As far as the care part goes, this often encompasses on-site care that including assisted living, memory care, skilled nursing, and rehabilitation services.  It is by nature a continuum, designed to offer services in the event they are needed in a nearby setting.  These care include in-home services, assisted living, memory care, skilled nursing, and rehabilitation services.  This can simplify things especially for a spouse of life partner of a person who needs more care and services.

How does someone go about finding an appropriate CCRC?

CCRCs began to crop up as not-for-profit based communities, often sponsored by faith communities or other similar affiliations for people.  Many CCRCs have cropped up in more recent years that are for-profit institutions.  There is a listing of many of these types of communities under the guise of the Commission on Accreditation of Rehabilitation Facilities, and another acronym is CCAC for Continuing Care Accreditation Commission (in case you might have wondered about the nature of “rehabilitation” in the facility) along with important standards to consider.  Keep in mind that there are many types of CCRCs and many homes are not yet accredited and there are different types and levels of accreditation.

Why are the location and setting of a CCRC important?

CCRCs can offer a full-service lifestyle right on campus. This can be very important for a couple to maintain an independent lifestyle but still allow a spouse who may suffer from health challenges to receive care within the community while providing support for a caregiver spouse.  Many residents  appreciate having easy access to greater community amenities such as cultural, recreational, spiritual, and retail offerings. Additionally, residents often choose a location that allows them to maintain close ties with family and friends.

Do I have to rent or can I own a home at a CCRC?

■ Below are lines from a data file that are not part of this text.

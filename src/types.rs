//! The closed set of field types, and the per-type flags that drive tag-byte
//! encoding (see [`crate::read`] and [`crate::write`]).

/// A field's wire type. The discriminants are part of the wire format: they
/// are packed into the high nibble of every tag byte, so they must never be
/// renumbered.
#[derive(Debug, Clone, Copy, PartialEq, Eq)]
#[repr(u8)]
pub enum PackType {
  Array  = 1,
  Bin    = 2,
  Bool   = 3,
  I32    = 4,
  I64    = 5,
  Object = 6,
  Ptr    = 7,
  Str    = 8,
  Time   = 9,
  U32    = 10,
  U64    = 11,
}

impl PackType {
  /// Recovers a `PackType` from the high nibble of a tag byte. Returns `None`
  /// for `0` (reserved for the container terminator) and for any value above
  /// `11`, neither of which a conforming writer ever emits.
  pub fn from_ordinal(ordinal: u8) -> Option<Self> {
    Some(match ordinal {
      1 => PackType::Array,
      2 => PackType::Bin,
      3 => PackType::Bool,
      4 => PackType::I32,
      5 => PackType::I64,
      6 => PackType::Object,
      7 => PackType::Ptr,
      8 => PackType::Str,
      9 => PackType::Time,
      10 => PackType::U32,
      11 => PackType::U64,
      _ => return None,
    })
  }

  pub fn ordinal(&self) -> u8 { *self as u8 }

  /// True for `Array`/`Object`: these have no value payload of their own,
  /// only an ID-delta and a nested frame.
  pub fn is_container(&self) -> bool { matches!(self, PackType::Array | PackType::Object) }

  /// True for the types whose value is a single bit packed directly into the
  /// tag byte (`Bool`, `Bin`, `Str`).
  pub fn is_single_bit(&self) -> bool { matches!(self, PackType::Bool | PackType::Bin | PackType::Str) }

  /// True for the types whose value is a varint that may or may not fit in
  /// the tag byte's small-value bit (`I32`, `I64`, `U32`, `U64`, `Time`, `Ptr`).
  pub fn is_multi_bit(&self) -> bool {
    matches!(self, PackType::I32 | PackType::I64 | PackType::U32 | PackType::U64 | PackType::Time | PackType::Ptr)
  }

  /// True for `Bin`/`Str`: these carry a length-prefixed payload in addition
  /// to their single value bit.
  pub fn has_size(&self) -> bool { matches!(self, PackType::Bin | PackType::Str) }

  /// A short, stable name for diagnostics.
  pub fn name(&self) -> &'static str {
    match self {
      PackType::Array => "array",
      PackType::Bin => "bin",
      PackType::Bool => "bool",
      PackType::I32 => "i32",
      PackType::I64 => "i64",
      PackType::Object => "object",
      PackType::Ptr => "ptr",
      PackType::Str => "str",
      PackType::Time => "time",
      PackType::U32 => "u32",
      PackType::U64 => "u64",
    }
  }
}

#[cfg(test)]
mod tests {
  use super::*;

  #[test]
  fn ordinal_roundtrip() {
    for ord in 1..=11u8 {
      let ty = PackType::from_ordinal(ord).unwrap();
      assert_eq!(ty.ordinal(), ord);
    }
  }

  #[test]
  fn reserved_ordinals_absent() {
    assert!(PackType::from_ordinal(0).is_none());
    assert!(PackType::from_ordinal(12).is_none());
    assert!(PackType::from_ordinal(15).is_none());
  }

  #[test]
  fn u32_ordinal_matches_worked_example() {
    // Tag byte 0xA4 = U32 (ordinal 10) << 4 | 0x4, from the worked single-field example.
    assert_eq!(PackType::U32.ordinal(), 10);
  }

  #[test]
  fn category_flags() {
    assert!(PackType::Object.is_container());
    assert!(PackType::Str.is_single_bit());
    assert!(PackType::Str.has_size());
    assert!(!PackType::Bool.has_size());
    assert!(PackType::U64.is_multi_bit());
  }
}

Some CCRCs offer equity, but most do not involve a real estate transaction. If you are looking carefully at these options or considering them for another, read the contract very carefully.  There is no “standard” type of contract for these living arrangements. Many communities offer an entrance fee plan, guaranteed by a contract or residency agreement that entitles residents to occupy their chosen cottage or apartment and use the common area amenities, programs and services. The one-time entrance fee – which is usually partially or fully refundable – also assures residents access to the on-site continuum of health care.   I am familiar with one local facility that had a $10,000 “fee” chargeable to a resident’s move from a two-bedroom unit to a more affordable (from a monthly rent standpoint) one-bedroom unit after the spouse passed away.  Keep in mind there are typically monthly service fees that come into play as well, depending on one’s circumstances.  If you are considering a move to a CCRC, for yourself or a loved one, please take the time to carefully read the contract so that there are no surprises.

CCRCs are a relatively recent development in living arrangements that are designed to encompass different living arrangements in a single community, thereby obviating the need for someone to move to a different residence or facility as their care needs increase.  It will be interesting to see how they evolve in the coming years.